По вечерам Ян не писал. После ужина мы выходили на вечернюю прогулку, если бывало тихо, то шли по липовой аллее в поле. Любовались звездами. Коля (Н. А. Пушешников. – А. Б.) знал превосходно все созвездия. Когда, по болезни, он зимы проводил с бабушкой в Каменке, то с увлечением читал астрономические книги, изучая небо. Они с Яном отличались острым зрением и видели все, что можно видеть невооруженным глазом, не то что я со своей близорукостью и редким астигматизмом, на который никто, да и я, не обращали внимания. В лунные вечера мы любовались искристым снегом и иногда одиноким Юпитером. Вернувшись домой, сидели в кабинете Яна, он чаще всего читал вслух новый рассказ или критику из полученной новой книги, журнала, а иногда что-нибудь из любимых авторов. Он писал „Иудею“, просматривал „Море богов“, „Зодиакальный свет“. Писал стихи. Начал переводить „Землю и небо“ Байрона, а под самый конец написал „Старую песнь“. Обсуждались и новые произведения, только что прослушанные. Коля заводил свое любимое: „Кто выше, Флобер или Толстой?“ Ян неожиданно брал книгу одного из этих авторов и читал нам смерть мадам Бовари, „Юлиана Милостивого“, „Поликушку“ или то место из „Анны Карениной“, где у Анны в темноте светились глаза, и она это видит» [355]355
  ЛН. Кн. 2. С. 197. – Имеется в виду часть вторая, гл. 9 «Анны Карениной».


[Закрыть]
.

Около 20 января 1908 года [356]356
  Письмо Бунина – Белоусову отправлено из Москвы 22 января 1908 года.


[Закрыть]
Бунин с женой уехали в Москву. Пробыл он здесь до весны, отлучаясь дважды (в конце февраля и в марте) в Петербург.

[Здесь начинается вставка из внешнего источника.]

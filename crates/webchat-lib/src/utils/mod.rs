// Utility functions module

pub mod config;
pub mod database;
pub mod schema;

use std::sync::{Mutex, MutexGuard, PoisonError};

/// App identifier used for the data directory
pub const APP_IDENTIFIER: &str = "com.webchat.WebChat";

/// Lock a std mutex, recovering the data if a previous holder panicked
pub(crate) fn lock_unpoisoned<T>(mutex: &Mutex<T>) -> MutexGuard<'_, T> {
    mutex.lock().unwrap_or_else(PoisonError::into_inner)
}
// Transcript
// Feature: Browser Chat (001-chat-session)
//
// Ordered message list with exactly one leading system message. Only the
// most recently appended assistant message is ever mutated.

use uuid::Uuid;

use crate::models::{CompletionChunk, Message, MessageRole, ToolCall, MAX_TOOL_CALLS};

#[derive(Debug, Clone, PartialEq, Eq)]
pub struct Transcript {
    messages: Vec<Message>,
}

impl Transcript {
    /// Fresh transcript holding only the system prompt
    pub fn new(system_prompt: &str) -> Self {
        Self {
            messages: vec![Message::system(system_prompt)],
        }
    }

    /// Rebuild from stored messages, collapsing system messages into one leading entry
    pub fn restore(messages: Vec<Message>, system_prompt: &str) -> Self {
        let mut transcript = Self::new(system_prompt);
        transcript
            .messages
            .extend(messages.into_iter().filter(|m| m.role != MessageRole::System));
        transcript
    }

    pub fn messages(&self) -> &[Message] {
        &self.messages
    }

    pub fn len(&self) -> usize {
        self.messages.len()
    }

    pub fn is_empty(&self) -> bool {
        self.messages.is_empty()
    }

    pub fn last(&self) -> Option<&Message> {
        self.messages.last()
    }

    pub fn reset(&mut self, system_prompt: &str) {
        *self = Self::new(system_prompt);
    }

    /// Start a turn: `[system(system_prompt), ...non-system, user]`
    pub fn begin_turn(&mut self, system_prompt: &str, user: Message) {
        let previous = std::mem::take(&mut self.messages);
        *self = Self::restore(previous, system_prompt);
        self.messages.push(user);
    }

    pub fn push(&mut self, message: Message) {
        self.messages.push(message);
    }

    /// Append an empty assistant message and return its index
    pub fn push_assistant_placeholder(&mut self) -> usize {
        self.messages.push(Message::assistant(""));
        self.messages.len() - 1
    }

    /// Apply a streamed chunk to the assistant message at `index`.
    /// Returns false when `index` is not the trailing assistant message.
    pub fn append_chunk(&mut self, index: usize, chunk: &CompletionChunk) -> bool {
        if index + 1 != self.messages.len() {
            return false;
        }
        let message = &mut self.messages[index];
        if message.role != MessageRole::Assistant {
            return false;
        }

        if let Some(content) = chunk.content() {
            message.content.push_str(content);
        }

        if let Some(deltas) = chunk.tool_calls() {
            let calls = message.tool_calls.get_or_insert_with(Vec::new);
            for delta in deltas.iter().filter(|delta| delta.index < MAX_TOOL_CALLS) {
                while calls.len() <= delta.index {
                    calls.push(ToolCall {
                        id: String::new(),
                        name: String::new(),
                        arguments: String::new(),
                    });
                }
                let call = &mut calls[delta.index];
                if let Some(id) = &delta.id {
                    call.id = id.clone();
                }
                if let Some(function) = &delta.function {
                    if let Some(name) = &function.name {
                        call.name.push_str(name);
                    }
                    if let Some(arguments) = &function.arguments {
                        call.arguments.push_str(arguments);
                    }
                }
            }
        }

        true
    }

    /// Give every streamed tool call an id and drop an empty call list
    pub fn finalize_tool_calls(&mut self, index: usize) {
        let Some(message) = self.messages.get_mut(index) else {
            return;
        };
        if let Some(calls) = &mut message.tool_calls {
            calls.retain(|call| !call.name.is_empty());
            for call in calls.iter_mut().filter(|call| call.id.is_empty()) {
                call.id = format!("tc_{}", &Uuid::new_v4().simple().to_string()[..12]);
            }
        }
        if !message.has_tool_calls() {
            message.tool_calls = None;
        }
    }

    /// Remove the message at `index` if it is the trailing entry
    pub fn rollback(&mut self, index: usize) -> Option<Message> {
        if index > 0 && index + 1 == self.messages.len() {
            self.messages.pop()
        } else {
            None
        }
    }

    /// Whether `call_id` names a tool call of the latest assistant message
    pub fn has_pending_tool_call(&self, call_id: &str) -> bool {
        self.messages
            .iter()
            .rev()
            .find(|m| m.role == MessageRole::Assistant)
            .and_then(|m| m.tool_calls.as_ref())
            .is_some_and(|calls| calls.iter().any(|call| call.id == call_id))
    }
}
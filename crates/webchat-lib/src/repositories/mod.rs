// Repository layer for database access

pub mod session_repo;

pub use session_repo::{MemorySessionStorage, SessionRepository, SessionSnapshot, SessionStorage};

Он участвовал в торжествах по случаю двадцатипятилетия «службы» в Малом театре артиста и драматурга А. И. Южина (Сумбатова), 25 января присутствовал на банкете в Художественном кружке.

В феврале Художественный театр вел переговоры с Буниным о постановке «Каина» Байрона в его переводе.

Но возникли цензурные затруднения, и пьеса была поставлена (в бунинском переводе) только в 1920 году. В. А. Нелидов сообщал Бунину 12 февраля: «В вопросе о „Каине“ я говорил с В. И. Немировичем-Данченко, и он рекомендовал мне воздержаться от поездки в цензуру, считая, что это может скорее принести вред» [357]357
  Музей Тургенева. № 3100.


[Закрыть]
.

Тяжело болела сестра Бунина Мария Алексеевна, ее положение казалось безнадежным, что совершенно выбило Бунина из колеи, и он не мог спокойно работать. В письме к П. А. Нилусу от 20 февраля 1908 года Бунин рассказывает об этих днях:

«Недели две тому назад я писал тебе, что привезли в Москву мою больную сестру и что у нас началась невыносимая жизнь – страхи, беготня по докторам, бешеные расходы и т. д. В позапрошлое воскресенье знаменитый хирург, предполагавший у сестры гнойник в кишках, сделал ей операцию, во время которой она едва не умерла от хлороформа, – и не нашел никакого гнойника, но сказал нам еще более убийственное слово: саркома, то есть долгая и мучительная смерть! А у нас, кроме того, есть старуха мать, которая умрет с горя, если умрет сестра, а у сестры двое маленьких детей, и т. д. и т. д.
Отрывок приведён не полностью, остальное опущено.